- Born: 1954 (age 71–72) Shahreza, Isfahan, Iran
- Education: Tarleton State University and the University of Mississippi
- Scientific career
- Fields: Accountancy, Auditing, Corporate Governance, Ethics, Fraud
- Workplaces: The Thompson-Hill Chair of Excellence and Professor of Accountancy at the University of Memphis

= Zabihollah Rezaee =

Iranian academic

Zabihollah Rezaee (Persian: ذبیح الله رضایی) (born 1954) is an Iranian-born/American accountant, the Thompson-Hill Chair of Excellence and Professor of Accounting at the University of Memphis, USA.

== Life and work ==
Rezaee obtained his BS in accounting at the N.I.O.C. School of Accounting and Finance in Iran, his MBA from Tarleton State University and his Ph.D. in accounting at the University of Mississippi.

He served two years on the Standing Advisory Group of the Public Company Accounting Oversight Board.

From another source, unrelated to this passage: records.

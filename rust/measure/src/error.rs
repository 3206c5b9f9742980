// This Source Code Form is subject to the terms of the Mozilla Public
// License, v. 2.0. If a copy of the MPL was not distributed with this
// file, You can obtain one at https://mozilla.org/MPL/2.0/.

//! Error types for the measurement toolkit.

/// Result type alias for toolkit operations.
pub type Result<T> = std::result::Result<T, Error>;

/// Errors that can occur in the measurement toolkit.
///
/// Recoverable measurement conditions (degenerate polygons, oversize
/// polygons, exhausted edge recovery, oracle failures) are not errors;
/// they surface as [`crate::polygon::Diagnostics`] flags on an otherwise
/// zeroed result. Only contract violations end up here.
#[derive(Debug, thiserror::Error)]
pub enum Error {
    /// A settings field is outside its documented range.
    #[error("invalid setting {name}: {value} (allowed: {allowed})")]
    InvalidSetting {
        name: &'static str,
        value: f64,
        allowed: &'static str,
    },

    /// The body radius must be a positive length in meters.
    #[error("body radius must be positive, got {0}")]
    InvalidRadius(f64),

    /// Serialization of tool placements failed.
    #[error("serialization error: {0}")]
    Serialization(String),

    /// Deserialization of tool placements failed.
    #[error("deserialization error: {0}")]
    Deserialization(String),
}
// This Source Code Form is subject to the terms of the Mozilla Public
// License, v. 2.0. If a copy of the MPL was not distributed with this
// file, You can obtain one at https://mozilla.org/MPL/2.0/.

//! Circle events: the predicted death of an arc.

use std::cmp::Ordering;

use nalgebra::Point2;

use crate::keys::ArcKey;
use crate::site::Site;

/// A predicted moment at which three adjacent arcs meet and the middle
/// one vanishes. The event keeps `(arc, generation)` instead of a
/// validity flag; it is dead once the arc is gone or has moved on to a
/// newer pending event.
#[derive(Debug, Clone, Copy)]
pub(crate) struct CircleEvent {
    pub center: Point2<f64>,
    /// Sweep value at which the event fires: `center.y - radius`.
    pub y: f64,
    pub arc: ArcKey,
    pub generation: u64,
    /// Enqueue order, the tie breaker for events at identical heights.
    pub seq: u64,
}

impl PartialEq for CircleEvent {
    fn eq(&self, other: &Self) -> bool {
        self.cmp(other) == Ordering::Equal
    }
}

impl Eq for CircleEvent {}

impl PartialOrd for CircleEvent {
    fn partial_cmp(&self, other: &Self) -> Option<Ordering> {
        Some(self.cmp(other))
    }
}

impl Ord for CircleEvent {
    /// Max-heap order: higher `y` first, earlier enqueue first on ties.
    fn cmp(&self, other: &Self) -> Ordering {
        self.y
            .total_cmp(&other.y)
            .then_with(|| other.seq.cmp(&self.seq))
    }
}

/// Circumcircle of the left/middle/right beach-line neighborhood.
///
/// Returns `None` when the breakpoints of the middle arc diverge (the
/// middle site turns the wrong way) or the three sites are collinear,
/// in which case no circle event exists.
pub(crate) fn circumcircle(l: Site, m: Site, r: Site) -> Option<(Point2<f64>, f64)> {
    let ax = m.x - r.x;
    let ay = m.y - r.y;
    let cx = l.x - r.x;
    let cy = l.y - r.y;

    // Breakpoints converge only if l, m, r make a right turn.
    if ax * cy - ay * cx <= 0.0 {
        return None;
    }

    // Circumcenter after O'Rourke, Computational Geometry in C, p. 189.
    let e = ax * (r.x + m.x) + ay * (r.y + m.y);
    let f = cx * (r.x + l.x) + cy * (r.y + l.y);
    let g = 2.0 * (ax * (l.y - m.y) - ay * (l.x - m.x));
    if g.abs() <= f64::EPSILON {
        return None;
    }

    let center = Point2::new((cy * e - ay * f) / g, (ax * f - cx * e) / g);
    let radius = (center - r.position()).norm();
    if !radius.is_finite() {
        return None;
    }
    Some((center, radius))
}

#[cfg(test)]
mod tests {
    use super::*;
    use approx::assert_relative_eq;

    #[test]
    fn right_turn_has_event() {
        let l = Site::new(-1.0, 0.0, 0);
        let m = Site::new(0.0, 1.0, 1);
        let r = Site::new(1.0, 0.0, 2);
        let (center, radius) = circumcircle(l, m, r).expect("converging neighborhood");
        assert_relative_eq!(center.x, 0.0, epsilon = 1e-12);
        assert_relative_eq!(center.y, 0.0, epsilon = 1e-12);
        assert_relative_eq!(radius, 1.0, epsilon = 1e-12);
    }

    #[test]
    fn left_turn_has_no_event() {
        let l = Site::new(-1.0, 0.0, 0);
        let m = Site::new(0.0, -1.0, 1);
        let r = Site::new(1.0, 0.0, 2);
        assert!(circumcircle(l, m, r).is_none());
    }

    #[test]
    fn collinear_sites_have_no_event() {
        let l = Site::new(-1.0, 0.0, 0);
        let m = Site::new(0.0, 0.0, 1);
        let r = Site::new(1.0, 0.0, 2);
        assert!(circumcircle(l, m, r).is_none());
    }

    #[test]
    fn heap_order_is_high_y_then_enqueue_order() {
        let key = ArcKey::default();
        let ev = |y: f64, seq: u64| CircleEvent {
            center: Point2::origin(),
            y,
            arc: key,
            generation: 0,
            seq,
        };
        assert!(ev(1.0, 5) > ev(0.5, 0));
        assert!(ev(1.0, 0) > ev(1.0, 1));
    }
}
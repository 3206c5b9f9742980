// This Source Code Form is subject to the terms of the Mozilla Public
// License, v. 2.0. If a copy of the MPL was not distributed with this
// file, You can obtain one at https://mozilla.org/MPL/2.0/.

//! The dip and strike tool.
//!
//! Fits the least-squares plane through a set of surface points and
//! derives the geologist's two angles: dip, the steepest slope of the
//! plane against the horizontal, and strike, the compass direction of
//! the horizontal line within the plane.

use nalgebra::Vector3;

use crate::body::Body;
use crate::convert::{to_cartesian, LngLat, LngLatBounds};
use crate::events::{EventQueue, ToolEvent};
use crate::plane::FittedPlane;
use crate::settings::Settings;

/// The fitted plane and its derived angles.
#[derive(Debug, Clone, Copy, PartialEq)]
pub struct DipStrike {
    pub dip_deg: f64,
    pub strike_deg: f64,
    /// Unit normal of the fitted plane.
    pub normal: Vector3<f64>,
    /// Steepest descent direction within the plane.
    pub mip: Vector3<f64>,
    /// Largest point distance from the centroid, for display sizing.
    pub size: f64,
    /// Plane offset along the normal, in units of the body radius.
    pub offset: f64,
}

impl Default for DipStrike {
    fn default() -> Self {
        Self {
            dip_deg: 0.0,
            strike_deg: 0.0,
            normal: Vector3::z(),
            mip: Vector3::x(),
            size: 0.0,
            offset: 0.0,
        }
    }
}

/// A plane fit through three or more surface points.
#[derive(Debug, Clone, PartialEq)]
pub struct DipStrikeTool {
    pub center: String,
    pub frame: String,
    pub positions: Vec<LngLat>,
    pub color: [f64; 3],
    pub scale_distance: f64,
    pub text: String,
    pub minimized: bool,
}

impl Default for DipStrikeTool {
    fn default() -> Self {
        Self {
            center: String::new(),
            frame: String::new(),
            positions: Vec::new(),
            color: [1.0, 1.0, 1.0],
            scale_distance: -1.0,
            text: String::new(),
            minimized: false,
        }
    }
}

impl DipStrikeTool {
    pub fn new(center: impl Into<String>, frame: impl Into<String>) -> Self {
        Self {
            center: center.into(),
            frame: frame.into(),
            ..Self::default()
        }
    }

    pub fn add_point(&mut self, pos: LngLat) {
        self.positions.push(pos);
    }

    pub fn bounds(&self) -> Option<LngLatBounds> {
        LngLatBounds::of(&self.positions)
    }

    /// Fits the plane and derives dip and strike. Fewer than three
    /// points yield the zeroed default.
    pub fn solve(&self, body: &dyn Body) -> DipStrike {
        if self.positions.is_empty() {
            return DipStrike::default();
        }
        let radius = body.radius();

        // Heighted cartesian positions; dip and strike describe the real
        // terrain, the height exaggeration stays out of it.
        let positions: Vec<_> = self
            .positions
            .iter()
            .map(|ll| to_cartesian(*ll, radius, body.height(*ll)))
            .collect();

        let mut centroid = Vector3::zeros();
        for p in &positions {
            centroid += p.coords / positions.len() as f64;
        }
        let ideal = centroid.normalize();

        if positions.len() < 3 || !ideal.x.is_finite() {
            return DipStrike::default();
        }

        let plane = FittedPlane::fit(&positions, ideal, radius);

        let strike = plane.normal.cross(&ideal);
        if strike.norm_squared() < 1e-18 {
            // The plane is horizontal; strike is undefined and dip zero.
            return DipStrike {
                size: plane.size,
                offset: plane.offset,
                normal: plane.normal,
                ..DipStrike::default()
            };
        }
        let strike = strike.normalize();
        let dip_direction = ideal.cross(&strike).normalize();
        let mip = plane.normal.cross(&strike).normalize();

        let dip_deg = mip
            .dot(&dip_direction)
            .clamp(-1.0, 1.0)
            .acos()
            .to_degrees();
        let mut strike_deg = Vector3::y().dot(&strike).clamp(-1.0, 1.0).acos().to_degrees();
        if strike.x < 0.0 {
            strike_deg = 360.0 - strike_deg;
        }

        DipStrike {
            dip_deg,
            strike_deg,
            normal: plane.normal,
            mip,
            size: plane.size,
            offset: plane.offset,
        }
    }

    /// Refits the plane and reports the angles.
    pub fn update(
        &self,
        body: &dyn Body,
        _settings: &Settings,
        events: &mut EventQueue,
    ) -> DipStrike {
        let solution = self.solve(body);
        events.push(ToolEvent::DipStrikeChanged {
            dip_deg: solution.dip_deg,
            strike_deg: solution.strike_deg,
        });
        solution
    }
}
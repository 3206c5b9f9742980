// This Source Code Form is subject to the terms of the Mozilla Public
// License, v. 2.0. If a copy of the MPL was not distributed with this
// file, You can obtain one at https://mozilla.org/MPL/2.0/.

//! # planet-measure-delaunay
//!
//! Sweep-line (Fortune) Voronoi and Delaunay construction over a finite
//! set of planar sites.
//!
//! The sweep proceeds from the largest `y` to the smallest. The beach
//! line is the lower envelope of the parabolas traced by the processed
//! sites; its arcs and breakpoints live in per-sweep arenas and reference
//! each other through generational keys, so a stale circle event is
//! detected by a key or generation mismatch rather than a validity flag.
//!
//! ```
//! use planet_measure_delaunay::{Site, VoronoiGenerator};
//!
//! let mut gen = VoronoiGenerator::new();
//! gen.parse(&[
//!     Site::new(0.0, 0.0, 0),
//!     Site::new(1.0, 0.0, 1),
//!     Site::new(0.5, 1.0, 2),
//! ]);
//! assert_eq!(gen.triangles().len(), 1);
//! ```

mod beachline;
mod circle;
pub mod generator;
pub mod keys;
pub mod site;

pub use beachline::VoronoiEdge;
pub use generator::{DelaunayEdge, Triangle, VoronoiGenerator};
pub use site::Site;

== Selected publications ==
- Financial Institutions, Valuations, Mergers, and Acquisitions: The Fair Value Approach
- Financial Statement Fraud: Prevention and Detection
- U.S. Master Auditing Guide (3rd edition)
- Audit Committee Oversight Effectiveness Post-Sarbanes-Oxley Act;
- Corporate Governance Post-Sarbanes-Oxley: Regulations, Requirements, and Integrated Processes
- Corporate Governance and Business Ethics
- Financial Services Firms: Governance, regulations, Valuations, Mergers and Acquisitions
- Corporate Sustainability: Integrating Performance and Reporting
- "Chapter 2: IRAN" (Gholam Hossein Davani and Zabihollah Rezaee) in A Global History of Accounting, Financial Reporting and Public Policy, edited by Gary John Previts, Peter J. Walton, P. W. Wolnizer, Emerald Group Publishing Limited (July 17, 2012)

== Controversy ==

Rezaee was investigated and found guilty of plagiarizing a colleague during his employment at Middle Tennessee State University.